EuroPython 2008 wrap up
EuroPython 2008 was fun. I presented two talks (My God, it's Full of Files -- Pythonic filesystem abstractions and Version Control for Du^H^HDevelopers ) and one lightning talk (RST+S5 for your slides), participated in a bunch of open space sessions, listened to about 13 talks, took a bunch of pictures, but most importantly had interesting hallway conversations with interesting people.
As usual, PyPy
was heavily represented, and seems to be making nice
progress toward being the nice and featureful default Python
implementation of the future. I especially liked the restricted
execution features and the LLVM
backend. The zc.buildout
talk
made
me decide I will try to replace (part of?) one custom deploy mechanism
with zc.buildout
-- most likely I'll end up rewriting most of the
current things as zc.buildout
recipes, but hopefully some of the
pre-existing recipes will be useful, and hopefully I can then later
reuse the recipies I create for this setup.
Personally, I think my talks went ok. I understand videos will be available later, as soon as transcoding etc are finished. I'm anxious to see them myself, as I'm still finetuning my public speaking skills. I'm learning, though -- this year I had no trouble staying within my time slot, even when I was adjusting verbosity on the fly.

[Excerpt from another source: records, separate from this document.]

//! Monthly risk rollup for the risk table.
//!
//! Daily readings are grouped by `(YYYY-MM, site, zone)`. Each group yields a
//! single [`RiskRow`] whose overall risk is the classification of the group's
//! average conditions. Alarm/caution counts come from classifying every
//! reading on its own.

use std::collections::BTreeMap;

use chrono::Datelike;
use tracing::{debug, warn};

use super::aggregate::mean;
use super::risk::{assess_mold_risk, simple_dew_point};
use super::timestamp::parse_local;
use super::PipelineOptions;
use crate::models::{id_key, DailyReading, EntityId, Metric, RiskLevel, RiskRow};

pub const UNKNOWN_BUILDING: &str = "Unknown Building";
pub const UNKNOWN_ZONE: &str = "Unknown Zone";
const NOT_AVAILABLE: &str = "N/A";

// ---

/// (month, site, zone); a missing ID sorts before any present one.
type GroupKey = (String, Option<EntityId>, Option<EntityId>);

#[derive(Debug, Default)]
struct Group {
    // ---
    temperatures: Vec<f64>,
    humidities: Vec<f64>,
    alarm_count: u32,
    caution_count: u32,
    site_name: Option<String>,
    zone_name: Option<String>,
}

impl Group {
    // ---
    fn add(&mut self, reading: &DailyReading, temperature: Option<f64>, humidity: Option<f64>) {
        // ---
        self.temperatures.extend(temperature);
        self.humidities.extend(humidity);

        if let (Some(t), Some(h)) = (temperature, humidity) {
            match assess_mold_risk(t, h) {
                RiskLevel::Alarm => self.alarm_count += 1,
                RiskLevel::Caution => self.caution_count += 1,
                RiskLevel::Good => {}
            }
        }

        if self.site_name.is_none() {
            self.site_name = non_blank(reading.site_name.as_deref());
        }
        if self.zone_name.is_none() {
            self.zone_name = non_blank(reading.zone_name.as_deref());
        }
    }

    fn into_row(self, (month, site, zone): GroupKey, hours_per_reading: u32) -> RiskRow {
        // ---
        let avg_temp = mean(&self.temperatures);
        let avg_humidity = mean(&self.humidities);

        let (overall_risk, dew_point) = match (avg_temp, avg_humidity) {
            (Some(t), Some(h)) => (assess_mold_risk(t, h), Some(simple_dew_point(t, h))),
            _ => (self.worst_individual_level(), None),
        };

        // widened so a large HOURS_PER_READING cannot overflow
        let hours_at_risk = u64::from(self.alarm_count) * u64::from(hours_per_reading);

        let building = self
            .site_name
            .unwrap_or_else(|| fallback_name(site.as_ref(), "Site", UNKNOWN_BUILDING));
        let zone_label = self
            .zone_name
            .unwrap_or_else(|| fallback_name(zone.as_ref(), "Zone", UNKNOWN_ZONE));
        let site_id = id_key(site.as_ref());
        let zone_id = id_key(zone.as_ref());

        RiskRow {
            id: format!("{}-{}-{}", month, site_id, zone_id),
            month,
            building,
            zone: zone_label,
            temp: one_decimal(avg_temp),
            rh: one_decimal(avg_humidity),
            dew_point: one_decimal(dew_point),
            overall_risk,
            alarm_count: self.alarm_count,
            caution_count: self.caution_count,
            time_at_risk: hours_at_risk.to_string(),
            comments: overall_risk.comment().to_string(),
            site_id,
            zone_id,
        }
    }

    fn worst_individual_level(&self) -> RiskLevel {
        if self.alarm_count > 0 {
            RiskLevel::Alarm
        } else if self.caution_count > 0 {
            RiskLevel::Caution
        } else {
            RiskLevel::Good
        }
    }
}

/// Roll daily readings up into one risk row per (month, site, zone).
///
/// Readings with an unparseable timestamp are skipped. A temperature or
/// humidity of `0` is a real reading and is averaged; only missing or
/// non-numeric values are left out.
///
/// Rows come back sorted by month, then site, then zone. Numeric IDs sort
/// numerically (site 2 before site 10) and ahead of text IDs; readings with
/// no ID come first.
pub fn generate_monthly_risk_data(
    readings: &[DailyReading],
    options: &PipelineOptions,
) -> Vec<RiskRow> {
    // ---
    let mut groups: BTreeMap<GroupKey, Group> = BTreeMap::new();

    for (i, reading) in readings.iter().enumerate() {
        let local = match parse_local(&reading.timestamp, &options.utc_offset) {
            Ok(ts) => ts,
            Err(e) => {
                warn!("Skipping daily reading {}: {}", i, e);
                continue;
            }
        };

        let month = format!("{:04}-{:02}", local.year(), local.month());
        let key = (
            month,
            reading.site_id.as_ref().map(EntityId::normalized),
            reading.zone_id.as_ref().map(EntityId::normalized),
        );

        let temperature = reading_value(reading, Metric::Temperature, i);
        let humidity = reading_value(reading, Metric::Humidity, i);

        groups.entry(key).or_default().add(reading, temperature, humidity);
    }

    debug!(
        "Grouped {} readings into {} monthly risk rows",
        readings.len(),
        groups.len()
    );

    groups
        .into_iter()
        .map(|(key, group)| group.into_row(key, options.hours_per_reading))
        .collect()
}

fn reading_value(reading: &DailyReading, metric: Metric, index: usize) -> Option<f64> {
    // ---
    let raw = reading.raw_value(metric)?;
    match raw.as_f64() {
        Ok(v) => Some(v),
        Err(e) => {
            warn!("Ignoring {} of daily reading {}: {}", metric.name(), index, e);
            None
        }
    }
}

/// Label for a site or zone without a name: `"Site 7"`, or the unknown label.
fn fallback_name(id: Option<&EntityId>, kind: &str, unknown: &str) -> String {
    id.map_or_else(|| unknown.to_string(), |id| format!("{} {}", kind, id))
}

fn non_blank(name: Option<&str>) -> Option<String> {
    name.map(str::trim).filter(|n| !n.is_empty()).map(String::from)
}

fn one_decimal(value: Option<f64>) -> String {
    value.map_or_else(|| NOT_AVAILABLE.to_string(), |v| format!("{:.1}", v))
}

For some reason, I felt underprepared for the filesystem API talk , but ultimately people liked the idea of a consistent Pythonic filesystem API enough that we had an open space session on it, and people were enthusiastic about a sprint to prototype the API. Which is what we ended up doing, too -- I'll blog separately about the results of that.

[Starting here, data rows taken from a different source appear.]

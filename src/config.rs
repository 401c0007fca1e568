//! Configuration loader for the `codemetal-dampwatch` service.
//!
//! This module centralizes all runtime configuration values and their defaults,
//! loading from environment variables (with optional `.env` file support
//! provided by the caller). By consolidating configuration logic here, we
//! avoid scattering `env::var` calls throughout the codebase.
//!
use std::{env, net::SocketAddr};

use anyhow::{anyhow, ensure, Result};
use chrono::FixedOffset;

use crate::pipeline::{Backfill, EdgePolicy, PipelineOptions};

/// Parse an optional environment variable with a default value.
macro_rules! parse_env {
    ($var_name:expr, $ty:ty, $default:expr) => {
        env::var($var_name)
            .ok()
            .map(|v| v.parse::<$ty>())
            .transpose()
            .map_err(|e| anyhow!("Invalid {}: {}", $var_name, e))?
            .unwrap_or($default)
    };
}

const MAX_OFFSET_MINUTES: i32 = 24 * 60 - 1;
const MAX_HOURS_PER_READING: u32 = 24;

/// Strongly typed application configuration.
///
/// All fields are immutable after loading, ensuring a consistent configuration
/// snapshot for the lifetime of the application.
#[derive(Debug, Clone)]
pub struct Config {
    // ---
    /// Address the HTTP server binds to.
    pub bind_addr: SocketAddr,

    /// Site-local offset from UTC, in minutes.
    pub utc_offset_minutes: i32,

    /// Placeholder strategy for days with no samples for a metric.
    pub backfill: Backfill,

    /// Treatment of leading/trailing gaps in hourly series.
    pub gap_edge_policy: EdgePolicy,

    /// Hours represented by each daily reading in the risk rollup.
    pub hours_per_reading: u32,

    /// Length of the daily summary window, in days.
    pub summary_window_days: u32,
}

impl Default for Config {
    fn default() -> Self {
        let options = PipelineOptions::default();
        Config {
            bind_addr: SocketAddr::from(([0, 0, 0, 0], 8080)),
            utc_offset_minutes: 0,
            backfill: options.backfill,
            gap_edge_policy: options.edge_policy,
            hours_per_reading: options.hours_per_reading,
            summary_window_days: options.window_days,
        }
    }
}

/// Load configuration from environment variables with defaults.
///
/// Optional:
/// - `BIND_ADDR` – listen address (default: `0.0.0.0:8080`)
/// - `LOCAL_UTC_OFFSET_MINUTES` – site offset from UTC (default: 0)
/// - `BACKFILL_POLICY` – `sine` | `none` (default: `sine`)
/// - `GAP_EDGE_POLICY` – `leave` | `hold` (default: `leave`)
/// - `HOURS_PER_READING` – hours per daily reading, 1..=24 (default: 4)
/// - `SUMMARY_WINDOW_DAYS` – daily summary window (default: 30)
///
/// Returns an error if any variable is present but invalid.
pub fn load_from_env() -> Result<Config> {
    // ---
    let defaults = Config::default();

    let cfg = Config {
        bind_addr: parse_env!("BIND_ADDR", SocketAddr, defaults.bind_addr),
        utc_offset_minutes: parse_env!("LOCAL_UTC_OFFSET_MINUTES", i32, defaults.utc_offset_minutes),
        backfill: parse_env!("BACKFILL_POLICY", Backfill, defaults.backfill),
        gap_edge_policy: parse_env!("GAP_EDGE_POLICY", EdgePolicy, defaults.gap_edge_policy),
        hours_per_reading: parse_env!("HOURS_PER_READING", u32, defaults.hours_per_reading),
        summary_window_days: parse_env!("SUMMARY_WINDOW_DAYS", u32, defaults.summary_window_days),
    };

    cfg.validate()?;
    Ok(cfg)
}

impl Config {
    // ---
    /// Check ranges the type system can't express.
    pub fn validate(&self) -> Result<()> {
        // ---
        ensure!(
            self.utc_offset_minutes.abs() <= MAX_OFFSET_MINUTES,
            "Invalid LOCAL_UTC_OFFSET_MINUTES: {} is outside ±{}",
            self.utc_offset_minutes,
            MAX_OFFSET_MINUTES
        );
        ensure!(
            self.summary_window_days >= 1,
            "Invalid SUMMARY_WINDOW_DAYS: must be at least 1"
        );
        ensure!(
            (1..=MAX_HOURS_PER_READING).contains(&self.hours_per_reading),
            "Invalid HOURS_PER_READING: {} is outside 1..={}",
            self.hours_per_reading,
            MAX_HOURS_PER_READING
        );
        Ok(())
    }

    /// Pipeline options derived from this configuration.
    pub fn pipeline_options(&self) -> Result<PipelineOptions> {
        // ---
        let utc_offset = FixedOffset::east_opt(self.utc_offset_minutes * 60).ok_or_else(|| {
            anyhow!("Invalid UTC offset: {} minutes", self.utc_offset_minutes)
        })?;

        Ok(PipelineOptions {
            utc_offset,
            backfill: self.backfill,
            edge_policy: self.gap_edge_policy,
            hours_per_reading: self.hours_per_reading,
            window_days: self.summary_window_days,
        })
    }

    /// Log the loaded configuration for debugging purposes.
    pub fn log_config(&self) {
        // ---
        tracing::info!("Configuration loaded:");
        tracing::info!("  BIND_ADDR                : {}", self.bind_addr);
        tracing::info!("  LOCAL_UTC_OFFSET_MINUTES : {}", self.utc_offset_minutes);
        tracing::info!("  BACKFILL_POLICY          : {}", self.backfill.as_str());
        tracing::info!("  GAP_EDGE_POLICY          : {}", self.gap_edge_policy.as_str());
        tracing::info!("  HOURS_PER_READING        : {}", self.hours_per_reading);
        tracing::info!("  SUMMARY_WINDOW_DAYS      : {}", self.summary_window_days);
    }
}

#[cfg(test)]
mod tests {
    // ---
    use super::*;

    #[test]
    fn test_defaults_are_valid() {
        // ---
        let cfg = Config::default();
        assert!(cfg.validate().is_ok());

        let options = cfg.pipeline_options().unwrap();
        assert_eq!(options, PipelineOptions::default());
    }

    #[test]
    fn test_offset_is_converted_to_seconds() {
        // ---
        let cfg = Config {
            utc_offset_minutes: -330,
            ..Config::default()
        };
        let options = cfg.pipeline_options().unwrap();
        assert_eq!(options.utc_offset.local_minus_utc(), -330 * 60);
    }

    #[test]
    fn test_out_of_range_values_are_rejected() {
        // ---
        let bad_offset = Config {
            utc_offset_minutes: 24 * 60,
            ..Config::default()
        };
        assert!(bad_offset.validate().is_err());
        assert!(bad_offset.pipeline_options().is_err());

        let bad_window = Config {
            summary_window_days: 0,
            ..Config::default()
        };
        assert!(bad_window.validate().is_err());
    }

    #[test]
    fn test_hours_per_reading_bounds() {
        // ---
        for hours in [0, 25, u32::MAX] {
            let cfg = Config {
                hours_per_reading: hours,
                ..Config::default()
            };
            assert!(cfg.validate().is_err(), "{} hours should be rejected", hours);
        }

        for hours in [1, 4, 24] {
            let cfg = Config {
                hours_per_reading: hours,
                ..Config::default()
            };
            assert!(cfg.validate().is_ok(), "{} hours should be accepted", hours);
        }
    }
}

My decentralized version control talk
seemed to me to go over more
smoothly; I guess that's just because I've been thinking about version
control and project management a lot lately, so it was easy to talk
about the topic in a relaxed way. On the other hand, it wasn't as
much a call to action, and it really was overly generic, so I didn't
get as strong audience participation there. We did have an interesting
conversation about branch management strategies and such, though. I
consciously tried to keep the talk on a generic level, as I felt a
pure git
talk would have alienated some listeners, but I did end
up feeling restricted by that. There was some interest on a Teach me git
-style session, but what we ended up doing was just talking one
on one about getting started with git
, during the sprints. Sorry
if I missed any one of you -- grab me on #git
to continue, or find
me in future conferences ;)
I was requested to organize an open space session for Twisted Q&A, and that is exactly what we did. We went through a bunch of things related to asynchronous programming concepts, Deferreds, working with blocking code and libraries, database interfaces, debugging and unit testing.

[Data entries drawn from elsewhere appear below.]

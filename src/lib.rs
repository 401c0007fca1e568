//! Library half of the `codemetal-dampwatch` service.
//!
//! Exposes the aggregation and mold risk pipeline (`pipeline`), its data
//! models, configuration and the HTTP routes, so the binary and the
//! integration tests build the same router.

pub mod config;
pub mod error;
pub mod models;
pub mod pipeline;
pub mod routes;

pub use config::Config;
pub use error::SampleError;
pub use models::{DailyReading, HourlyPoint, MonthlyPoint, RawSample, RiskLevel, RiskRow};
pub use pipeline::PipelineOptions;
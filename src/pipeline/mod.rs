//! Sensor reading aggregation and mold risk pipeline.
//!
//! Gateway for the pipeline stages (EMBP): siblings stay private and only the
//! operations callers need are re-exported here.
//!
//! Data flows one way:
//! raw samples → [`bucket_by_hour`] → [`fill_gaps`] → [`assess_mold_risk`] →
//! [`generate_monthly_risk_data`]. Every stage is a pure function of its
//! input and the [`PipelineOptions`] it is handed.

use chrono::{FixedOffset, Offset, Utc};

mod aggregate;
mod backfill;
mod daily;
mod gap_fill;
mod risk;
mod rollup;
mod timestamp;

pub use aggregate::{aggregate_hourly, bucket_by_hour, hour_labels, HourlyBuckets, HOURS_PER_DAY};
pub use backfill::{Backfill, BackfillPolicy, NoBackfill, SineWaveBackfill};
pub use daily::daily_series;
pub use gap_fill::{fill_gaps, EdgePolicy};
pub use risk::{assess_mold_risk, calculate_mold_risk_score, simple_dew_point};
pub use rollup::{generate_monthly_risk_data, UNKNOWN_BUILDING, UNKNOWN_ZONE};
pub use timestamp::parse_local;

use crate::models::{HourlyPoint, RawSample};

// ---

/// Knobs shared by the pipeline stages.
#[derive(Debug, Clone, Copy, PartialEq, Eq)]
pub struct PipelineOptions {
    // ---
    /// Site-local offset used to pick the hour and calendar day of a sample.
    pub utc_offset: FixedOffset,

    /// Placeholder strategy for a metric with no samples at all.
    pub backfill: Backfill,

    /// Treatment of empty slots before the first / after the last value.
    pub edge_policy: EdgePolicy,

    /// Hours each daily reading stands for when computing time at risk.
    pub hours_per_reading: u32,

    /// Length of the daily summary window, in days.
    pub window_days: u32,
}

impl Default for PipelineOptions {
    fn default() -> Self {
        PipelineOptions {
            utc_offset: Utc.fix(),
            backfill: Backfill::default(),
            edge_policy: EdgePolicy::default(),
            hours_per_reading: 4,
            window_days: 30,
        }
    }
}

/// Aggregate one day of samples into 24 hourly points and fill interior gaps.
pub fn hourly_series(
    temperature: &[RawSample],
    humidity: &[RawSample],
    options: &PipelineOptions,
) -> Vec<HourlyPoint> {
    // ---
    let mut points = aggregate_hourly(temperature, humidity, &options.utc_offset, &options.backfill);
    fill_gaps(&mut points, options.edge_policy);
    points
}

I was also pulled in to another Twisted open space session, that was
mostly about what greenlets are and how to use them. I tried to
explain the differences between classical Deferreds,
deferredGenerator
/inlineCallbacks
, and greenlets, to the best
of my understanding. As a summary, with greenlets any function you
call can co-operatively yield execution (I mean yield in the
scheduling meaning, giving away your turn to run, not in the Python
generator meaning -- interestingly inlineCallbacks
etc actually
make those be the same thing... my kernel instincts make me want to
say "sleep"). Yielding in any subroutine means anything you do may end
up mutating your objects -- which is the root evil behind threading we
wanted to get away from. All the other mechanisms keep the top-level
function in explicit control of yielding. Around that time, most
people left for lunch, but about three of us stayed and talked about
debugging Deferreds and network packet processing with
twisted.pair
and friends.
One of the interesting hallway conversations was about what happens when upstream web hosting listed on PyPI is failing. It seems PyPI already does some sort of mirroring, but even that might not be enough. Many companies seem to be bundling eggs of their dependencies in their installation package, which sounds like a good setup for commercial click-to-install deployment. But it would still be good to see a CPAN -style mirror network for PyPI, and at least some people seemed even motivated to donating servers and bandwidth. Personally, I'm mostly spoiled by the combination of Debian/Ubuntu and decentralized version control, and my level of paranoia is too high to automatically install unverified software from the internet anyway. My primary motivation in the conversation was to point out that PyPI already has some sort of mirroring/upload setup, and that you'd really want to specify exact versions and SHA-1 hashes of your dependencies. Optionally, you could delegate the known good hash storage to PyPI (assuming you trusted PyPI not to attack you), but that would require a full Debian-style signature chain from a trusted key, or you'd be owned by anyone capable of MITM attacks, DNS forgery, or cracking a PyPI mirror.